━━━ Data supplied ━━━

//! Tracing setup: console output plus an optional per-run log file.

use std::fs::{self, File};
use std::path::{Path, PathBuf};
use std::sync::Mutex;

use chrono::Local;
use tracing::Level;
use tracing_subscriber::filter::LevelFilter;
use tracing_subscriber::prelude::*;
use tracing_subscriber::{EnvFilter, fmt};

/// Install the global subscriber.
///
/// Console verbosity follows `-v` unless `RUST_LOG` is set. The run log
/// always records at info level.
pub fn init(verbose: u8, run_log: Option<File>) -> anyhow::Result<()> {
    let level = match verbose {
        0 => Level::WARN,
        1 => Level::INFO,
        2 => Level::DEBUG,
        _ => Level::TRACE,
    };

    let console_filter = EnvFilter::builder()
        .with_default_directive(LevelFilter::from_level(level).into())
        .from_env_lossy();
    let console = fmt::layer()
        .with_target(false)
        .with_writer(std::io::stderr)
        .with_filter(console_filter);

    let file = run_log.map(|file| {
        fmt::layer()
            .with_ansi(false)
            .with_writer(Mutex::new(file))
            .with_filter(LevelFilter::INFO)
    });

    tracing_subscriber::registry()
        .with(console)
        .with(file)
        .try_init()?;

    Ok(())
}

/// Create `<output_dir>/logs/log_<timestamp>.txt`.
pub fn create_run_log(output_dir: &Path) -> std::io::Result<(PathBuf, File)> {
    let dir = output_dir.join("logs");
    fs::create_dir_all(&dir)?;

    let path = dir.join(format!(
        "log_{}.txt",
        Local::now().format("%Y-%m-%d_%H-%M-%S")
    ));
    let file = File::create(&path)?;
    Ok((path, file))
}

#[cfg(test)]
mod tests {
    use super::*;

    #[test]
    fn test_run_log_is_timestamped_under_logs() {
        let dir = tempfile::tempdir().unwrap();
        let (path, _file) = create_run_log(dir.path()).unwrap();

        assert_eq!(path.parent(), Some(dir.path().join("logs").as_path()));
        let name = path.file_name().unwrap().to_string_lossy().into_owned();
        assert!(name.starts_with("log_"));
        assert!(name.ends_with(".txt"));
        // log_YYYY-mm-dd_HH-MM-SS.txt
        assert_eq!(name.len(), "log_2024-01-01_00-00-00.txt".len());
        assert!(path.exists());
    }
}
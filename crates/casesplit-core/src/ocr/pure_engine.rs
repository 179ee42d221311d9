//! Pure Rust OCR engine wrapper using `pure-onnx-ocr`.

use std::time::Instant;

use image::{DynamicImage, GenericImageView};
use tracing::{debug, info};

use crate::error::OcrError;
use crate::models::config::{EnhanceOptions, ModelConfig};

use super::{ImagePreprocessor, TextRecognizer};

/// Token emitted by the recognizer for characters outside its dictionary.
const UNKNOWN_TOKEN: &str = "[UNK]";

/// OCR engine backed by `pure-onnx-ocr` (pure Rust, no external ONNX Runtime).
///
/// One instance is created per run and handed to the scanner.
pub struct PureOcrEngine {
    engine: pure_onnx_ocr::engine::OcrEngine,
    preprocessor: ImagePreprocessor,
}

impl PureOcrEngine {
    /// Create an engine from the model files named in `models`.
    pub fn from_config(models: &ModelConfig) -> Result<Self, OcrError> {
        let det_path = models.path(&models.detection_model);
        let rec_path = models.path(&models.recognition_model);
        let dict_path = models.path(&models.dictionary);

        for path in [&det_path, &rec_path, &dict_path] {
            if !path.exists() {
                return Err(OcrError::ModelLoad(format!(
                    "missing model file {}",
                    path.display()
                )));
            }
        }

        let engine = pure_onnx_ocr::engine::OcrEngineBuilder::new()
            .det_model_path(&det_path)
            .rec_model_path(&rec_path)
            .dictionary_path(&dict_path)
            .build()
            .map_err(|e| OcrError::ModelLoad(format!("pure-onnx-ocr: {}", e)))?;

        info!("Loaded pure-onnx-ocr engine from {}", models.model_dir.display());

        Ok(Self {
            engine,
            preprocessor: ImagePreprocessor::new(),
        })
    }

    fn run(&self, image: &DynamicImage) -> Result<Vec<String>, OcrError> {
        let start = Instant::now();
        let (width, height) = image.dimensions();

        let results = self
            .engine
            .run_from_image(image)
            .map_err(|e| OcrError::Recognition(format!("pure-onnx-ocr: {}", e)))?;

        // Reading order: rows top to bottom, then left to right.
        let mut lines: Vec<(f64, f64, String)> = results
            .iter()
            .filter_map(|r| {
                let text = r.text.replace(UNKNOWN_TOKEN, " ").trim().to_string();
                if text.is_empty() {
                    return None;
                }
                let (x, y) = top_left(&r.bounding_box);
                Some((x, y, text))
            })
            .collect();

        lines.sort_by(|a, b| {
            let row_a = (a.1 / 20.0) as i64;
            let row_b = (b.1 / 20.0) as i64;
            row_a
                .cmp(&row_b)
                .then(a.0.partial_cmp(&b.0).unwrap_or(std::cmp::Ordering::Equal))
        });

        debug!(
            "Recognized {} lines on {}x{} crop in {}ms",
            lines.len(),
            width,
            height,
            start.elapsed().as_millis()
        );

        Ok(lines.into_iter().map(|(_, _, text)| text).collect())
    }
}

impl TextRecognizer for PureOcrEngine {
    fn recognize(
        &self,
        image: &DynamicImage,
        enhance: Option<&EnhanceOptions>,
    ) -> Result<Vec<String>, OcrError> {
        match enhance {
            Some(options) => {
                let prepared = self.preprocessor.enhance(image, options)?;
                self.run(&prepared)
            }
            None => self.run(image),
        }
    }
}

/// Smallest x and y of the detected polygon.
fn top_left(polygon: &pure_onnx_ocr::Polygon<f64>) -> (f64, f64) {
    polygon
        .exterior()
        .coords()
        .fold((f64::INFINITY, f64::INFINITY), |(x, y), c| (x.min(c.x), y.min(c.y)))
}
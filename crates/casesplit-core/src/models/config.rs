//! Configuration structures for a split run.

use serde::{Deserialize, Serialize};
use std::path::PathBuf;

use crate::error::SplitError;

/// Main configuration for the casesplit pipeline.
#[derive(Debug, Clone, Default, Serialize, Deserialize)]
#[serde(default)]
pub struct SplitConfig {
    /// Footer sampling and detection settings.
    pub scan: ScanConfig,

    /// Image enhancement applied before recognition.
    pub enhance: EnhanceOptions,

    /// Model configuration.
    pub models: ModelConfig,

    /// Output naming and reporting.
    pub output: OutputConfig,
}

/// Footer sampling and detection settings.
#[derive(Debug, Clone, Serialize, Deserialize)]
#[serde(default)]
pub struct ScanConfig {
    /// DPI for rasterizing pages.
    pub dpi: u32,

    /// Height of the footer band as a fraction of the page height.
    pub bottom_fraction: f64,

    /// Minimum fuzzy score (0 - 100) for a case-number line.
    pub case_threshold: u8,

    /// Minimum fuzzy score (0 - 100) for a page-counter line.
    pub counter_threshold: u8,
}

impl Default for ScanConfig {
    fn default() -> Self {
        Self {
            dpi: 200,
            bottom_fraction: 0.10,
            case_threshold: 70,
            counter_threshold: 70,
        }
    }
}

/// Enhancement options passed to the recognizer.
#[derive(Debug, Clone, Copy, PartialEq, Serialize, Deserialize)]
#[serde(default)]
pub struct EnhanceOptions {
    /// Resize factor applied before recognition.
    pub upscale: f32,

    /// Sharpen strength; 1.0 disables sharpening.
    pub sharpen: f32,

    /// Contrast factor; 1.0 leaves contrast untouched.
    pub contrast: f32,

    /// Apply a median filter before thresholding.
    pub denoise: bool,
}

impl Default for EnhanceOptions {
    fn default() -> Self {
        Self {
            upscale: 1.5,
            sharpen: 1.5,
            contrast: 1.2,
            denoise: true,
        }
    }
}

impl EnhanceOptions {
    /// Same options with a different upscale factor.
    pub fn with_upscale(mut self, upscale: f32) -> Self {
        self.upscale = upscale;
        self
    }
}

/// Model file locations.
#[derive(Debug, Clone, Serialize, Deserialize)]
#[serde(default)]
pub struct ModelConfig {
    /// Directory containing model files.
    pub model_dir: PathBuf,

    /// Text detection model file name.
    pub detection_model: String,

    /// Text recognition model file name.
    pub recognition_model: String,

    /// Character dictionary file name.
    pub dictionary: String,
}

impl Default for ModelConfig {
    fn default() -> Self {
        Self {
            model_dir: PathBuf::from("models"),
            detection_model: "det.onnx".to_string(),
            recognition_model: "latin_rec.onnx".to_string(),
            dictionary: "latin_dict.txt".to_string(),
        }
    }
}

impl ModelConfig {
    /// Get full path to a model file.
    pub fn path(&self, file_name: &str) -> PathBuf {
        self.model_dir.join(file_name)
    }
}

/// Output naming and reporting.
#[derive(Debug, Clone, Serialize, Deserialize)]
#[serde(default)]
pub struct OutputConfig {
    /// Extension appended to every chunk label.
    pub extension: String,

    /// File name of the summary table inside the output folder.
    pub summary_file: String,

    /// Write a per-run log file under `<output>/logs`.
    pub write_logs: bool,

    /// Output folder used when none is given on the command line.
    pub default_dir: Option<PathBuf>,
}

impl Default for OutputConfig {
    fn default() -> Self {
        Self {
            extension: ".pdf".to_string(),
            summary_file: "summary.csv".to_string(),
            write_logs: true,
            default_dir: None,
        }
    }
}

impl SplitConfig {
    /// Load configuration from a JSON file.
    pub fn from_file(path: &std::path::Path) -> Result<Self, std::io::Error> {
        let content = std::fs::read_to_string(path)?;
        serde_json::from_str(&content)
            .map_err(|e| std::io::Error::new(std::io::ErrorKind::InvalidData, e.to_string()))
    }

    /// Save configuration to a JSON file.
    pub fn save(&self, path: &std::path::Path) -> Result<(), std::io::Error> {
        let content = serde_json::to_string_pretty(self)
            .map_err(|e| std::io::Error::new(std::io::ErrorKind::InvalidData, e.to_string()))?;
        std::fs::write(path, content)
    }

    /// Reject values the scanner cannot work with.
    pub fn validate(&self) -> Result<(), SplitError> {
        if self.scan.dpi == 0 {
            return Err(SplitError::Config("scan.dpi must be positive".to_string()));
        }
        if !(self.scan.bottom_fraction > 0.0 && self.scan.bottom_fraction <= 1.0) {
            return Err(SplitError::Config(format!(
                "scan.bottom_fraction must be in (0, 1], got {}",
                self.scan.bottom_fraction
            )));
        }
        if self.scan.case_threshold > 100 || self.scan.counter_threshold > 100 {
            return Err(SplitError::Config(
                "detection thresholds must be between 0 and 100".to_string(),
            ));
        }
        if !(self.enhance.upscale > 0.0) {
            return Err(SplitError::Config(format!(
                "enhance.upscale must be positive, got {}",
                self.enhance.upscale
            )));
        }
        Ok(())
    }
}

#[cfg(test)]
mod tests {
    use super::*;

    #[test]
    fn test_defaults_match_documented_values() {
        let config = SplitConfig::default();
        assert_eq!(config.scan.dpi, 200);
        assert!((config.scan.bottom_fraction - 0.10).abs() < f64::EPSILON);
        assert_eq!(config.enhance, EnhanceOptions {
            upscale: 1.5,
            sharpen: 1.5,
            contrast: 1.2,
            denoise: true,
        });
        assert_eq!(config.output.extension, ".pdf");
        assert!(config.validate().is_ok());
    }

    #[test]
    fn test_partial_json_fills_defaults() {
        let config: SplitConfig =
            serde_json::from_str(r#"{"scan": {"dpi": 300}, "enhance": {"denoise": false}}"#)
                .unwrap();
        assert_eq!(config.scan.dpi, 300);
        assert_eq!(config.scan.case_threshold, 70);
        assert!(!config.enhance.denoise);
        assert!((config.enhance.upscale - 1.5).abs() < f32::EPSILON);
    }

    #[test]
    fn test_validate_rejects_bad_values() {
        let mut config = SplitConfig::default();
        config.scan.bottom_fraction = 0.0;
        assert!(config.validate().is_err());

        let mut config = SplitConfig::default();
        config.scan.dpi = 0;
        assert!(config.validate().is_err());

        let mut config = SplitConfig::default();
        config.scan.counter_threshold = 101;
        assert!(config.validate().is_err());
    }

    #[test]
    fn test_save_and_load() {
        let dir = tempfile::tempdir().unwrap();
        let path = dir.path().join("config.json");

        let mut config = SplitConfig::default();
        config.scan.dpi = 150;
        config.save(&path).unwrap();

        let loaded = SplitConfig::from_file(&path).unwrap();
        assert_eq!(loaded.scan.dpi, 150);
    }
}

━━━

**What is needed**. All lines in the data that contain the word "models" should be copied.

**Exercise answer**.
use crate::models::config::{EnhanceOptions, ModelConfig};
    /// Create an engine from the model files named in `models`.
    pub fn from_config(models: &ModelConfig) -> Result<Self, OcrError> {
        let det_path = models.path(&models.detection_model);
        let rec_path = models.path(&models.recognition_model);
        let dict_path = models.path(&models.dictionary);
        info!("Loaded pure-onnx-ocr engine from {}", models.model_dir.display());
filename crates/casesplit-core/src/models/config.rs
    pub models: ModelConfig,
            model_dir: PathBuf::from("models"),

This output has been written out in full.